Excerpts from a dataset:

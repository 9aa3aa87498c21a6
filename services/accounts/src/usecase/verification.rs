use chrono::Utc;
use rand::RngExt;

use crate::domain::repository::{CodeChannel, VerificationCodeRepository};
use crate::domain::types::{CODE_LEN, MAX_SENDS_PER_WINDOW, VerificationCode};
use crate::error::AccountsServiceError;

const DIGITS: &[u8] = b"0123456789";

fn generate_code() -> String {
    let mut rng = rand::rng();
    (0..CODE_LEN)
        .map(|_| DIGITS[rng.random_range(0..DIGITS.len())] as char)
        .collect()
}

// ── SendCode ─────────────────────────────────────────────────────────────────

pub struct SendCodeInput {
    pub identity: String,
}

pub struct SendCodeUseCase<R, C>
where
    R: VerificationCodeRepository,
    C: CodeChannel,
{
    pub codes: R,
    pub channel: C,
}

impl<R, C> SendCodeUseCase<R, C>
where
    R: VerificationCodeRepository,
    C: CodeChannel,
{
    pub async fn execute(&self, input: SendCodeInput) -> Result<(), AccountsServiceError> {
        if !self.channel.validate(&input.identity) {
            return Err(AccountsServiceError::InvalidIdentity);
        }

        let existing = self.codes.find(&input.identity).await?;
        let now = Utc::now();

        let mut attempts = 0;
        if let Some(ref row) = existing {
            if row.in_cooldown(now) {
                return Err(AccountsServiceError::CooldownActive);
            }
            attempts = row.attempts;
            if attempts >= MAX_SENDS_PER_WINDOW {
                if row.window_active(now) {
                    return Err(AccountsServiceError::SendLimitReached);
                }
                // Window elapsed, counter restarts.
                attempts = 0;
            }
        }

        let code = generate_code();

        // Deliver before persisting: a failed send must leave the previous
        // row untouched.
        self.channel.deliver(&input.identity, &code).await?;

        self.codes
            .upsert(&VerificationCode {
                identity: input.identity,
                code,
                created_at: now,
                attempts: attempts + 1,
                last_attempt_at: now,
            })
            .await?;
        Ok(())
    }
}

// ── VerifyCode ───────────────────────────────────────────────────────────────

pub struct VerifyCodeInput {
    pub identity: String,
    pub code: String,
}

pub struct VerifyCodeUseCase<R: VerificationCodeRepository> {
    pub codes: R,
}

impl<R: VerificationCodeRepository> VerifyCodeUseCase<R> {
    pub async fn execute(&self, input: VerifyCodeInput) -> Result<(), AccountsServiceError> {
        let row = self
            .codes
            .find(&input.identity)
            .await?
            .ok_or(AccountsServiceError::CodeNotFound)?;

        if row.is_expired(Utc::now()) {
            return Err(AccountsServiceError::CodeExpired);
        }
        if row.code != input.code {
            return Err(AccountsServiceError::CodeMismatch);
        }

        // Single-use: consume the row on success.
        self.codes.delete(&input.identity).await?;
        Ok(())
    }
}
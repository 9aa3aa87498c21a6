use sea_orm_migration::prelude::*;

#[derive(DeriveMigrationName)]
pub struct Migration;

#[async_trait::async_trait]
impl MigrationTrait for Migration {
    async fn up(&self, manager: &SchemaManager) -> Result<(), DbErr> {
        manager
            .create_table(
                Table::create()
                    .table(VerificationCodes::Table)
                    .if_not_exists()
                    .col(
                        ColumnDef::new(VerificationCodes::Identity)
                            .string()
                            .not_null()
                            .primary_key(),
                    )
                    .col(ColumnDef::new(VerificationCodes::Code).string().not_null())
                    .col(
                        ColumnDef::new(VerificationCodes::CreatedAt)
                            .timestamp_with_time_zone()
                            .not_null(),
                    )
                    .col(
                        ColumnDef::new(VerificationCodes::Attempts)
                            .integer()
                            .not_null()
                            .default(0),
                    )
                    .col(
                        ColumnDef::new(VerificationCodes::LastAttemptAt)
                            .timestamp_with_time_zone()
                            .not_null(),
                    )
                    .to_owned(),
            )
            .await
    }

    async fn down(&self, manager: &SchemaManager) -> Result<(), DbErr> {
        manager
            .drop_table(Table::drop().table(VerificationCodes::Table).to_owned())
            .await
    }
}

#[derive(Iden)]
enum VerificationCodes {
    Table,
    Identity,
    Code,
    CreatedAt,
    Attempts,
    LastAttemptAt,
}
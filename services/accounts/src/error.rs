use axum::http::StatusCode;
use axum::response::{IntoResponse, Response};

/// Accounts service domain error variants.
#[derive(Debug, thiserror::Error)]
pub enum AccountsServiceError {
    #[error("invalid email address or phone number")]
    InvalidIdentity,
    #[error("please wait 60 seconds before requesting another code")]
    CooldownActive,
    #[error("verification code request limit reached, try again in 24 hours")]
    SendLimitReached,
    #[error("failed to deliver verification code")]
    DeliveryFailed,
    #[error("verification code not found")]
    CodeNotFound,
    #[error("verification code expired")]
    CodeExpired,
    #[error("verification code incorrect")]
    CodeMismatch,
    #[error("user not found")]
    UserNotFound,
    #[error("username or email already registered")]
    UserAlreadyExists,
    #[error("invalid username or password")]
    InvalidCredential,
    #[error("conversation quota exhausted")]
    QuotaExceeded,
    #[error("internal error")]
    Internal(#[from] anyhow::Error),
}

impl AccountsServiceError {
    pub fn kind(&self) -> &'static str {
        match self {
            Self::InvalidIdentity => "INVALID_IDENTITY",
            Self::CooldownActive => "COOLDOWN_ACTIVE",
            Self::SendLimitReached => "SEND_LIMIT_REACHED",
            Self::DeliveryFailed => "DELIVERY_FAILED",
            Self::CodeNotFound => "CODE_NOT_FOUND",
            Self::CodeExpired => "CODE_EXPIRED",
            Self::CodeMismatch => "CODE_MISMATCH",
            Self::UserNotFound => "USER_NOT_FOUND",
            Self::UserAlreadyExists => "USER_ALREADY_EXISTS",
            Self::InvalidCredential => "INVALID_CREDENTIAL",
            Self::QuotaExceeded => "QUOTA_EXCEEDED",
            Self::Internal(_) => "INTERNAL",
        }
    }
}

impl IntoResponse for AccountsServiceError {
    fn into_response(self) -> Response {
        let status = match &self {
            Self::InvalidIdentity => StatusCode::BAD_REQUEST,
            Self::CooldownActive | Self::SendLimitReached | Self::QuotaExceeded => {
                StatusCode::TOO_MANY_REQUESTS
            }
            Self::DeliveryFailed => StatusCode::BAD_GATEWAY,
            Self::CodeNotFound | Self::UserNotFound => StatusCode::NOT_FOUND,
            Self::CodeExpired | Self::CodeMismatch | Self::InvalidCredential => {
                StatusCode::UNAUTHORIZED
            }
            Self::UserAlreadyExists => StatusCode::CONFLICT,
            Self::Internal(_) => StatusCode::INTERNAL_SERVER_ERROR,
        };
        // Log 500s only — the trace layer already records method/uri/status for
        // all requests, and 4xx are expected client errors. Internal errors need
        // the anyhow chain logged so the root cause is traceable.
        if let Self::Internal(ref e) = self {
            tracing::error!(error = %e, kind = "INTERNAL", "internal error");
        }
        let body = serde_json::json!({
            "kind": self.kind(),
            "message": self.to_string(),
        });
        (status, axum::Json(body)).into_response()
    }
}
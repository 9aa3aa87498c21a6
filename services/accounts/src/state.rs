use sea_orm::DatabaseConnection;

use crate::infra::db::{DbUserRepository, DbVerificationCodeRepository};
use crate::infra::email::SmtpEmailChannel;
use crate::infra::sms::HttpSmsChannel;

/// Shared application state passed to every handler via axum `State`.
#[derive(Clone)]
pub struct AppState {
    pub db: DatabaseConnection,
    pub email: SmtpEmailChannel,
    pub sms: HttpSmsChannel,
}

impl AppState {
    pub fn user_repo(&self) -> DbUserRepository {
        DbUserRepository {
            db: self.db.clone(),
        }
    }

    pub fn code_repo(&self) -> DbVerificationCodeRepository {
        DbVerificationCodeRepository {
            db: self.db.clone(),
        }
    }
}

Task description: Copy each line from the entries above that has the word "CodeMismatch" in it.

Finished task:
            return Err(AccountsServiceError::CodeMismatch);
    CodeMismatch,
            Self::CodeMismatch => "CODE_MISMATCH",
            Self::CodeExpired | Self::CodeMismatch | Self::InvalidCredential => {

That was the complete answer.